Michael Reda, chef de projet Toptal basé à Colorado Springs, Colorado, est d'accord. Comme Tillard, il préfère utiliser l'automatisation pour rationaliser les processus associés aux rapports sur le travail fini, en particulier pour les développeurs. "Je veux que le développeur se concentre sur le développement de logiciels", dit-il. "Je ne veux pas qu'ils aient à finir une histoire et ensuite rapporter qu'ils ont fini l'histoire."

Tillard automatise les rappels pour ses développeurs afin de faciliter les choses : "Nous avons une liste de contrôle qui vous demande automatiquement : 'Avez-vous publié la documentation liée à cette histoire ? Avez-vous fait votre pull request ? Votre fusion ?

En plus d'atténuer la frustration liée aux rapports quotidiens sur les tâches, l'automatisation peut être utilisée pour simplifier le processus de création d'une documentation plus complète des problèmes et des correctifs. "Chaque fois que vous pouvez retirer des tâches de documentation à vos développeurs", déclare Tillard, "ils vous donneront toujours un high five".

Son équipe de développement a automatisé une étape du processus qui imposait la création d'une documentation complète pour les problèmes de code et les corrections de bogues, puis a incorporé du JavaScript personnalisé pour transférer ces données de Jira vers un modèle prédéfini dans Confluence.

De cette façon, l'utilisation de l'automatisation peut aider à soutenir le transfert et le partage des connaissances. Si vous pouvez combiner une bonne documentation avec des histoires d'utilisateurs bien écrites, dit Tillard, "une autre équipe peut reprendre là où vous vous étiez arrêté, et vous avez déjà résolu une grande partie de la communication. Il y a peut-être quelques questions en suspens, mais la vue d'ensemble est là.

L'automatisation peut également aider à améliorer les communications en dehors des groupes de travail et entre les équipes. L'automatisation des mises à jour de statut, des listes de contrôle et des processus de documentation "connecte des équipes qui ne travaillent probablement pas côte à côte tous les jours", déclare Tillard. Un ticket du service desk peut être « synchronisé avec celui côté logiciel. Ainsi, si une équipe déplace une carte vers la révision du code, les agents du centre de services voient le statut correctement mappé à leur propre flux de travail. »

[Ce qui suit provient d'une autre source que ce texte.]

//! Engine configuration loading and assembly.
//!
//! Configuration is declarative YAML: one section of parameters per
//! strategy, a map of path prefixes to strategy selectors, an exemption
//! list, and a default selector. `EngineConfig::build` is the composition
//! root that turns a parsed document into a ready dispatcher.

use std::collections::HashMap;
use std::path::Path;
use std::sync::Arc;

use serde::{Deserialize, Serialize};
use tracing::info;

use crate::dispatch::Dispatcher;
use crate::error::{Result, TollgateError};
use crate::policy::RoutePolicy;
use crate::strategy::{FixedWindow, SlidingWindow, StrategyKind, TokenBucket};

/// Complete engine configuration.
#[derive(Debug, Clone, Default, Serialize, Deserialize)]
pub struct EngineConfig {
    /// Token bucket parameters
    #[serde(default)]
    pub token_bucket: TokenBucketConfig,

    /// Fixed window parameters
    #[serde(default)]
    pub fixed_window: WindowConfig,

    /// Sliding window parameters
    #[serde(default)]
    pub sliding_window: WindowConfig,

    /// Path prefix -> strategy selector
    #[serde(default)]
    pub routes: HashMap<String, StrategyKind>,

    /// Exact paths exempt from all limiting
    #[serde(default)]
    pub exempt: Vec<String>,

    /// Strategy for paths matching no configured prefix
    #[serde(rename = "default", default)]
    pub default_kind: StrategyKind,
}

/// Token bucket construction parameters.
#[derive(Debug, Clone, Serialize, Deserialize)]
pub struct TokenBucketConfig {
    /// Maximum tokens in a bucket
    #[serde(default = "default_capacity")]
    pub capacity: f64,

    /// Tokens restored per second
    #[serde(default = "default_refill_rate")]
    pub refill_rate: f64,
}

impl Default for TokenBucketConfig {
    fn default() -> Self {
        Self {
            capacity: default_capacity(),
            refill_rate: default_refill_rate(),
        }
    }
}

fn default_capacity() -> f64 {
    10.0
}

fn default_refill_rate() -> f64 {
    1.0
}

/// Window strategy construction parameters, shared by the fixed and
/// sliding window strategies.
#[derive(Debug, Clone, Serialize, Deserialize)]
pub struct WindowConfig {
    /// Window duration in seconds
    #[serde(default = "default_window_size")]
    pub window_size: i64,

    /// Requests allowed per window
    #[serde(default = "default_max_requests")]
    pub max_requests: u64,
}

impl Default for WindowConfig {
    fn default() -> Self {
        Self {
            window_size: default_window_size(),
            max_requests: default_max_requests(),
        }
    }
}

fn default_window_size() -> i64 {
    60
}

fn default_max_requests() -> u64 {
    10
}

impl EngineConfig {
    /// Load configuration from a YAML file.
    pub fn from_file<P: AsRef<Path>>(path: P) -> Result<Self> {
        let path = path.as_ref();
        info!(path = %path.display(), "Loading engine configuration");

        let contents = std::fs::read_to_string(path)?;
        Self::from_yaml(&contents)
    }

    /// Load configuration from a YAML string.
    pub fn from_yaml(yaml: &str) -> Result<Self> {
        serde_yaml::from_str(yaml)
            .map_err(|e| TollgateError::Config(format!("Failed to parse engine config: {}", e)))
    }

    /// Build the strategies, policy, and dispatcher this configuration
    /// describes. Invalid parameters are rejected here and never reach a
    /// running engine.
    pub fn build(&self) -> Result<Dispatcher> {
        let token_bucket = Arc::new(TokenBucket::new(
            self.token_bucket.capacity,
            self.token_bucket.refill_rate,
        )?);
        let fixed_window = Arc::new(FixedWindow::new(
            self.fixed_window.window_size,
            self.fixed_window.max_requests,
        )?);
        let sliding_window = Arc::new(SlidingWindow::new(
            self.sliding_window.window_size,
            self.sliding_window.max_requests,
        )?);

        let policy = Arc::new(RoutePolicy::new());
        for (prefix, &kind) in &self.routes {
            policy.set_route(prefix, kind);
        }
        for path in &self.exempt {
            policy.exempt(path);
        }
        policy.set_default_kind(self.default_kind);

        info!(
            routes = self.routes.len(),
            exempt = self.exempt.len(),
            default = ?self.default_kind,
            "Engine assembled"
        );

        Ok(Dispatcher::new(
            policy,
            token_bucket,
            fixed_window,
            sliding_window,
        ))
    }
}

#[cfg(test)]
mod tests {
    use super::*;

    #[test]
    fn test_empty_document_uses_defaults() {
        let config = EngineConfig::from_yaml("{}").unwrap();

        assert_eq!(config.token_bucket.capacity, 10.0);
        assert_eq!(config.token_bucket.refill_rate, 1.0);
        assert_eq!(config.fixed_window.window_size, 60);
        assert_eq!(config.fixed_window.max_requests, 10);
        assert_eq!(config.default_kind, StrategyKind::None);
        assert!(config.routes.is_empty());
        assert!(config.exempt.is_empty());
    }

    #[test]
    fn test_parse_full_document() {
        let yaml = r#"
token_bucket:
  capacity: 20
  refill_rate: 2.5
fixed_window:
  window_size: 30
  max_requests: 5
sliding_window:
  window_size: 120
  max_requests: 50
routes:
  /api: token_bucket
  /api/search: sliding_window
  /uploads: fixed_window
exempt:
  - /health
  - /metrics
default: none
"#;
        let config = EngineConfig::from_yaml(yaml).unwrap();

        assert_eq!(config.token_bucket.capacity, 20.0);
        assert_eq!(config.token_bucket.refill_rate, 2.5);
        assert_eq!(config.fixed_window.window_size, 30);
        assert_eq!(config.sliding_window.max_requests, 50);
        assert_eq!(config.routes["/api"], StrategyKind::TokenBucket);
        assert_eq!(config.routes["/api/search"], StrategyKind::SlidingWindow);
        assert_eq!(config.exempt, vec!["/health", "/metrics"]);
    }

    #[test]
    fn test_unknown_selector_is_a_load_error() {
        let yaml = r#"
routes:
  /api: leaky_bucket
"#;
        let result = EngineConfig::from_yaml(yaml);
        assert!(matches!(result, Err(TollgateError::Config(_))));
    }

    #[test]
    fn test_build_produces_a_working_dispatcher() {
        let yaml = r#"
fixed_window:
  window_size: 60
  max_requests: 2
routes:
  /api: fixed_window
exempt:
  - /health
"#;
        let dispatcher = EngineConfig::from_yaml(yaml).unwrap().build().unwrap();

        assert!(dispatcher.decide_at("/api/x", "client", 0.0).admitted);
        assert!(dispatcher.decide_at("/api/x", "client", 0.0).admitted);
        assert!(!dispatcher.decide_at("/api/x", "client", 0.0).admitted);
        assert!(dispatcher.decide_at("/health", "client", 0.0).admitted);
        assert!(dispatcher.decide_at("/elsewhere", "client", 0.0).admitted);
    }

    #[test]
    fn test_invalid_parameters_fail_at_build() {
        let yaml = r#"
token_bucket:
  capacity: -1
"#;
        let config = EngineConfig::from_yaml(yaml).unwrap();
        assert!(config.build().is_err());

        let yaml = r#"
fixed_window:
  window_size: 0
"#;
        let config = EngineConfig::from_yaml(yaml).unwrap();
        assert!(config.build().is_err());
    }

    #[test]
    fn test_default_selector_applies_to_unrouted_paths() {
        let yaml = r#"
token_bucket:
  capacity: 1
  refill_rate: 0
default: token_bucket
"#;
        let dispatcher = EngineConfig::from_yaml(yaml).unwrap().build().unwrap();

        assert!(dispatcher.decide_at("/anything", "client", 0.0).admitted);
        assert!(!dispatcher.decide_at("/anything", "client", 0.0).admitted);
    }
}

Les limites de l'automatisation

Les capacités d'automatisation comme celles de Jira sont spécifiques et dépendent de la situation. Malgré les inquiétudes croissantes concernant l'automatisation et l'IA décimant la main-d'œuvre, ce type d'automatisation ne fera pas disparaître les emplois de gestion de projet, il changera simplement la façon dont les gens exécutent ces emplois. Selon McKinsey & Company, alors que seulement 5 % des postes peuvent être entièrement automatisés, près d'un tiers des tâches spécifiques dans la plupart des professions peuvent être automatisées. Et bien qu'il existe de nombreuses tâches de gestion de projet qui se prêtent à l'automatisation, il y a des limites à ce que Jira et d'autres programmes peuvent absorber. La règle à automatiser doit être précise et bien définie. Quelqu'un doit connaître suffisamment bien le projet, l'équipe et le produit pour mettre en place des règles automatisées d'une manière bénéfique.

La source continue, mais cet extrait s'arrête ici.